There are several pieces of advice that pop up over and over, and I think they make good sense.

  • Don’t post anything you don’t want your mother or an employer to see. And that includes future employers. Your 18 year old job at the Corn Dog Hut is not the Fortune 500 job you hope to have years later.

  • Do not post shirtless pictures or pictures of you drinking or doing drugs. (Well, I guess I need to take all those shirtless pictures of me smoking crack off now, but I am leaving the shirtless pics of my dogs smoking crack cuz they are just funny. Besides, it's not like they are gonna know!)

  • Do not list personal contact information.

  • Don’t get caught up in other people’s inappropriate behavior.

  • Treat everything you put on there as a social/media resume.

  • Only have friends you have met in person.

  • If someone comments on your wall, Facebook manners dictate you reply – unless they start to get creepy and then you “de-friend” them.

  • It’s okay to ignore or de-friend someone. (I’m still thinking about purging them once a season.)

  • Keep it clean! No profanity, no negativity, no hateful comments.

I still don’t have answers to some of the finer points, like who writes who first in a new friendship or even if you are expected to. However, most of my research showed that if we just stand by common courtesy and social savvy, we are doing the right thing. So I am going to keep “just winging” it and pray that no one thinks I am CREEPY.

Just Sayin’
Lee Anne


Anonymous said...

Well, you could always try sending a question directly to the Emily Post Institute ( You'll probably get through to Lizzie Post (Emily's great,great, granddaughter.) I think she gets a fair number of questions about facebook and the like. Please go easy on her though--she's a friend and she won't be happy that I'm sending extra work her way. ;-)

Anonymous said...

Thanks for the link, Lee Anne. The Facebook Netiquette guide I created was for situations with potentially real damaging consequences, not niceties to appease someone's ego that one does things the way they want just because they think it's how it should be done.
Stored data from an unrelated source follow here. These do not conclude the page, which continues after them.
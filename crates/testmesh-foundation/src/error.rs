//! Error taxonomy for the TestMesh execution core (spec §7).

/// Result type alias used across the workspace.
pub type Result<T> = std::result::Result<T, Error>;

/// One variant per row of the spec's error taxonomy. Each carries a message
/// and an optional boxed cause, mirroring the teacher's `mockforge_core::Error`.
#[derive(Debug, thiserror::Error)]
pub enum Error {
    #[error("malformed flow/step/endpoint: {message}")]
    ConfigInvalid {
        message: String,
        #[source]
        cause: Option<Box<dyn std::error::Error + Send + Sync>>,
    },

    #[error("unregistered action kind: {kind}")]
    ActionUnknown { kind: String },

    #[error("undefined variable: {path}")]
    VariableUndefined { path: String },

    #[error("assertion failed: {expression}")]
    AssertionFailed { expression: String },

    #[error("action error: {message}")]
    ActionError {
        message: String,
        #[source]
        cause: Option<Box<dyn std::error::Error + Send + Sync>>,
    },

    #[error("timeout after {elapsed_ms}ms")]
    Timeout { elapsed_ms: u64 },

    #[error("cancelled")]
    Cancelled,

    #[error("mock server not found or stopped")]
    MockNotFound,

    #[error("no matching endpoint found")]
    MockNoMatch,

    #[error("contract verification produced mismatches")]
    VerifyMismatch,

    #[error("prior run still in flight, overlap not allowed")]
    ScheduleOverlap,

    #[error("repository error: {message}")]
    RepositoryError {
        message: String,
        #[source]
        cause: Option<Box<dyn std::error::Error + Send + Sync>>,
    },
}

impl Error {
    /// The error's row in the spec's error taxonomy (spec.md §7), used by
    /// callers that branch on propagation policy rather than message text.
    pub fn kind(&self) -> ErrorKind {
        match self {
            Self::ConfigInvalid { .. } => ErrorKind::ConfigInvalid,
            Self::ActionUnknown { .. } => ErrorKind::ActionUnknown,
            Self::VariableUndefined { .. } => ErrorKind::VariableUndefined,
            Self::AssertionFailed { .. } => ErrorKind::AssertionFailed,
            Self::ActionError { .. } => ErrorKind::ActionError,
            Self::Timeout { .. } => ErrorKind::Timeout,
            Self::Cancelled => ErrorKind::Cancelled,
            Self::MockNotFound => ErrorKind::MockNotFound,
            Self::MockNoMatch => ErrorKind::MockNoMatch,
            Self::VerifyMismatch => ErrorKind::VerifyMismatch,
            Self::ScheduleOverlap => ErrorKind::ScheduleOverlap,
            Self::RepositoryError { .. } => ErrorKind::RepositoryError,
        }
    }

    /// Whether the step dispatcher should subject this error to the step's
    /// own retry policy (spec.md §7 propagation policy).
    pub fn is_retriable(&self) -> bool {
        matches!(
            self.kind(),
            ErrorKind::AssertionFailed
                | ErrorKind::ActionError
                | ErrorKind::Timeout
                | ErrorKind::VariableUndefined
        )
    }

    pub fn config_invalid(message: impl Into<String>) -> Self {
        Self::ConfigInvalid {
            message: message.into(),
            cause: None,
        }
    }

    pub fn action_unknown(kind: impl Into<String>) -> Self {
        Self::ActionUnknown { kind: kind.into() }
    }

    pub fn variable_undefined(path: impl Into<String>) -> Self {
        Self::VariableUndefined { path: path.into() }
    }

    pub fn assertion_failed(expression: impl Into<String>) -> Self {
        Self::AssertionFailed {
            expression: expression.into(),
        }
    }

    pub fn action_error(message: impl Into<String>) -> Self {
        Self::ActionError {
            message: message.into(),
            cause: None,
        }
    }

    pub fn action_error_with_cause(
        message: impl Into<String>,
        cause: impl std::error::Error + Send + Sync + 'static,
    ) -> Self {
        Self::ActionError {
            message: message.into(),
            cause: Some(Box::new(cause)),
        }
    }

    pub fn repository_error(message: impl Into<String>) -> Self {
        Self::RepositoryError {
            message: message.into(),
            cause: None,
        }
    }
}

/// Discriminant mirroring the rows of spec.md §7's error taxonomy table,
/// independent of the message text carried in a given [`Error`] value.
#[derive(Debug, Clone, Copy, PartialEq, Eq)]
pub enum ErrorKind {
    ConfigInvalid,
    ActionUnknown,
    VariableUndefined,
    AssertionFailed,
    ActionError,
    Timeout,
    Cancelled,
    MockNotFound,
    MockNoMatch,
    VerifyMismatch,
    ScheduleOverlap,
    RepositoryError,
}

#[cfg(test)]
mod tests {
    use super::*;

    #[test]
    fn retriable_kinds() {
        assert!(Error::assertion_failed("x == 1").is_retriable());
        assert!(Error::action_error("boom").is_retriable());
        assert!(!Error::Cancelled.is_retriable());
        assert!(!Error::action_unknown("unknown_kind").is_retriable());
    }
}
As for purging "Facebook friends", I don't want to be a stickler of a gatekeeper to Facebook "friendships". I do believe in giving things and people a chance. However, if nothing is happening, then why keep the people? I know where I can find them if I need to find them. I only leave risk bad things might happen, or at the least, it might make it annoying they show up in lists when I'm trying to find people, even with autofill. And they likely won't know or care if you dropped them from your list. If they did, they should be in touch more often or something rather than only when they are off your FB list.

My FB "friends" list isn't like an ace fighter pilot's list of kills that is his/her source of pride like some people I know treat it. It's just a list.

BTW, today is Safer Internet Day. I'm glad to say I've helped contribute with my FB Guides, just having it also translated into Spanish on my new blog that's not environmental stats focused.

I was just using the Envirostats blog as a convenient platform I had for a while. The French translation is coming soon, too! And there is also a note about this 25 Things on Facebook people are doing that makes it easier to steal their identities.

If you have questions, I'd be willing to take them, too. Might help relieve Emily Post. Helps me understand the issues better and see different perspectives in answering the questions.